Exercise description
Line by line, set down the following material again exactly.
____
#![forbid(unsafe_code)]

//! Modal dialogs over a shared backdrop.
//!
//! Modals cascade downward: the item at position `i` in the kind's state is
//! centred `step * (i + 1)` percent from the top. Hidden modals keep their
//! slot so showing them again does not shift their siblings. The backdrop is
//! drawn only while at least one modal is visible.

use overdeck_core::{KindState, Result};
use overdeck_runtime::{Handle, KindDescriptor, OverlayKind, RegistryContext};

use crate::layer::{Block, Layer, Placement, display_width, truncate_to_width};

/// Registry name of the modal kind.
pub const MODAL_KIND: &str = "modal";

const CLOSE_AFFORDANCE: &str = "[x]";

/// Payload of one modal.
#[derive(Debug, Clone, PartialEq, Eq, Default)]
pub struct ModalContent {
    pub title: String,
    pub body: String,
}

impl ModalContent {
    pub fn new(title: impl Into<String>, body: impl Into<String>) -> Self {
        Self {
            title: title.into(),
            body: body.into(),
        }
    }
}

/// Layout knobs for the modal cascade.
#[derive(Debug, Clone, PartialEq, Eq)]
pub struct ModalConfig {
    /// Vertical distance between consecutive modals, in percent.
    pub step_pct: u16,
    /// Horizontal centre of every modal, in percent.
    pub left_pct: u16,
    /// Maximum text width inside a modal.
    pub width: u16,
}

impl Default for ModalConfig {
    fn default() -> Self {
        Self {
            step_pct: 20,
            left_pct: 50,
            width: 40,
        }
    }
}

impl ModalConfig {
    #[must_use]
    pub fn step_pct(mut self, step_pct: u16) -> Self {
        self.step_pct = step_pct;
        self
    }

    #[must_use]
    pub fn left_pct(mut self, left_pct: u16) -> Self {
        self.left_pct = left_pct;
        self
    }

    #[must_use]
    pub fn width(mut self, width: u16) -> Self {
        self.width = width;
        self
    }

    /// Vertical centre of the modal at `index`.
    #[must_use]
    pub fn top_for(&self, index: usize) -> u16 {
        let slot = u16::try_from(index.saturating_add(1)).unwrap_or(u16::MAX);
        self.step_pct.saturating_mul(slot)
    }
}

/// Descriptor registering the modal kind.
#[derive(Debug, Clone, Default)]
pub struct ModalKind {
    config: ModalConfig,
}

impl ModalKind {
    #[must_use]
    pub fn new(config: ModalConfig) -> Self {
        Self { config }
    }

    fn lines(&self, content: &ModalContent) -> Vec<String> {
        let width = usize::from(self.config.width);
        let title_room = width.saturating_sub(CLOSE_AFFORDANCE.len() + 1);
        let title = format!(
            "{} {CLOSE_AFFORDANCE}",
            truncate_to_width(&content.title, title_room)
        );
        let body: Vec<String> = content
            .body
            .lines()
            .map(|line| truncate_to_width(line, width))
            .collect();

        let widest = body
            .iter()
            .chain(std::iter::once(&title))
            .map(|line| display_width(line))
            .max()
            .unwrap_or(0);
        let rule = "─".repeat(widest);

        let mut lines = Vec::with_capacity(body.len() + 2);
        lines.push(title);
        lines.push(rule);
        lines.extend(body);
        lines
    }
}

impl KindDescriptor<Layer> for ModalKind {
    type Content = ModalContent;

    fn name(&self) -> &str {
        MODAL_KIND
    }

    fn render(&self, state: &KindState<ModalContent>) -> Layer {
        let blocks: Vec<Block> = state
            .iter()
            .enumerate()
            .filter(|(_, item)| item.is_shown())
            .map(|(index, item)| Block {
                id: item.id,
                placement: Placement::Percent {
                    top: self.config.top_for(index),
                    left: self.config.left_pct,
                },
                lines: self.lines(&item.content),
            })
            .collect();

        if blocks.is_empty() {
            return Layer::empty();
        }
        Layer {
            backdrop: true,
            blocks,
        }
    }
}

/// Instance API for modals.
#[derive(Debug, Clone)]
pub struct Modals {
    kind: OverlayKind<ModalContent>,
}

impl Modals {
    /// Register the modal kind.
    ///
    /// # Errors
    ///
    /// `DuplicateKind` if a modal kind is already registered.
    pub fn register(ctx: &mut RegistryContext<Layer>, config: ModalConfig) -> Result<Self> {
        let kind = ctx.register(ModalKind::new(config))?;
        Ok(Self { kind })
    }

    /// Bind to an already registered modal kind.
    ///
    /// # Errors
    ///
    /// `UnknownKind` if no modal kind was registered.
    pub fn from_registry(ctx: &RegistryContext<Layer>) -> Result<Self> {
        let kind = ctx.get::<ModalContent>(MODAL_KIND)?;
        Ok(Self { kind })
    }

    #[must_use]
    pub fn kind(&self) -> &OverlayKind<ModalContent> {
        &self.kind
    }

    pub fn open(
        &self,
        content: impl FnOnce(&Handle<ModalContent>) -> ModalContent,
    ) -> Handle<ModalContent> {
        self.kind.open(content)
    }

    /// Close the most recently opened modal. Returns whether one was open.
    pub fn close_last(&self) -> bool {
        let last = self.kind.store().with(|state| state.last().map(|item| item.id));
        match last {
            Some(id) => {
                self.kind.close(id);
                true
            }
            None => false,
        }
    }
}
____
Written solution
#![forbid(unsafe_code)]

//! Modal dialogs over a shared backdrop.
//!
//! Modals cascade downward: the item at position `i` in the kind's state is
//! centred `step * (i + 1)` percent from the top. Hidden modals keep their
//! slot so showing them again does not shift their siblings. The backdrop is
//! drawn only while at least one modal is visible.

use overdeck_core::{KindState, Result};
use overdeck_runtime::{Handle, KindDescriptor, OverlayKind, RegistryContext};

use crate::layer::{Block, Layer, Placement, display_width, truncate_to_width};

/// Registry name of the modal kind.
pub const MODAL_KIND: &str = "modal";

const CLOSE_AFFORDANCE: &str = "[x]";

/// Payload of one modal.
#[derive(Debug, Clone, PartialEq, Eq, Default)]
pub struct ModalContent {
    pub title: String,
    pub body: String,
}

impl ModalContent {
    pub fn new(title: impl Into<String>, body: impl Into<String>) -> Self {
        Self {
            title: title.into(),
            body: body.into(),
        }
    }
}

/// Layout knobs for the modal cascade.
#[derive(Debug, Clone, PartialEq, Eq)]
pub struct ModalConfig {
    /// Vertical distance between consecutive modals, in percent.
    pub step_pct: u16,
    /// Horizontal centre of every modal, in percent.
    pub left_pct: u16,
    /// Maximum text width inside a modal.
    pub width: u16,
}

impl Default for ModalConfig {
    fn default() -> Self {
        Self {
            step_pct: 20,
            left_pct: 50,
            width: 40,
        }
    }
}

impl ModalConfig {
    #[must_use]
    pub fn step_pct(mut self, step_pct: u16) -> Self {
        self.step_pct = step_pct;
        self
    }

    #[must_use]
    pub fn left_pct(mut self, left_pct: u16) -> Self {
        self.left_pct = left_pct;
        self
    }

    #[must_use]
    pub fn width(mut self, width: u16) -> Self {
        self.width = width;
        self
    }

    /// Vertical centre of the modal at `index`.
    #[must_use]
    pub fn top_for(&self, index: usize) -> u16 {
        let slot = u16::try_from(index.saturating_add(1)).unwrap_or(u16::MAX);
        self.step_pct.saturating_mul(slot)
    }
}

/// Descriptor registering the modal kind.
#[derive(Debug, Clone, Default)]
pub struct ModalKind {
    config: ModalConfig,
}

impl ModalKind {
    #[must_use]
    pub fn new(config: ModalConfig) -> Self {
        Self { config }
    }

    fn lines(&self, content: &ModalContent) -> Vec<String> {
        let width = usize::from(self.config.width);
        let title_room = width.saturating_sub(CLOSE_AFFORDANCE.len() + 1);
        let title = format!(
            "{} {CLOSE_AFFORDANCE}",
            truncate_to_width(&content.title, title_room)
        );
        let body: Vec<String> = content
            .body
            .lines()
            .map(|line| truncate_to_width(line, width))
            .collect();

        let widest = body
            .iter()
            .chain(std::iter::once(&title))
            .map(|line| display_width(line))
            .max()
            .unwrap_or(0);
        let rule = "─".repeat(widest);

        let mut lines = Vec::with_capacity(body.len() + 2);
        lines.push(title);
        lines.push(rule);
        lines.extend(body);
        lines
    }
}

impl KindDescriptor<Layer> for ModalKind {
    type Content = ModalContent;

    fn name(&self) -> &str {
        MODAL_KIND
    }

    fn render(&self, state: &KindState<ModalContent>) -> Layer {
        let blocks: Vec<Block> = state
            .iter()
            .enumerate()
            .filter(|(_, item)| item.is_shown())
            .map(|(index, item)| Block {
                id: item.id,
                placement: Placement::Percent {
                    top: self.config.top_for(index),
                    left: self.config.left_pct,
                },
                lines: self.lines(&item.content),
            })
            .collect();

        if blocks.is_empty() {
            return Layer::empty();
        }
        Layer {
            backdrop: true,
            blocks,
        }
    }
}

/// Instance API for modals.
#[derive(Debug, Clone)]
pub struct Modals {
    kind: OverlayKind<ModalContent>,
}

impl Modals {
    /// Register the modal kind.
    ///
    /// # Errors
    ///
    /// `DuplicateKind` if a modal kind is already registered.
    pub fn register(ctx: &mut RegistryContext<Layer>, config: ModalConfig) -> Result<Self> {
        let kind = ctx.register(ModalKind::new(config))?;
        Ok(Self { kind })
    }

    /// Bind to an already registered modal kind.
    ///
    /// # Errors
    ///
    /// `UnknownKind` if no modal kind was registered.
    pub fn from_registry(ctx: &RegistryContext<Layer>) -> Result<Self> {
        let kind = ctx.get::<ModalContent>(MODAL_KIND)?;
        Ok(Self { kind })
    }

    #[must_use]
    pub fn kind(&self) -> &OverlayKind<ModalContent> {
        &self.kind
    }

    pub fn open(
        &self,
        content: impl FnOnce(&Handle<ModalContent>) -> ModalContent,
    ) -> Handle<ModalContent> {
        self.kind.open(content)
    }

    /// Close the most recently opened modal. Returns whether one was open.
    pub fn close_last(&self) -> bool {
        let last = self.kind.store().with(|state| state.last().map(|item| item.id));
        match last {
            Some(id) => {
                self.kind.close(id);
                true
            }
            None => false,
        }
    }
}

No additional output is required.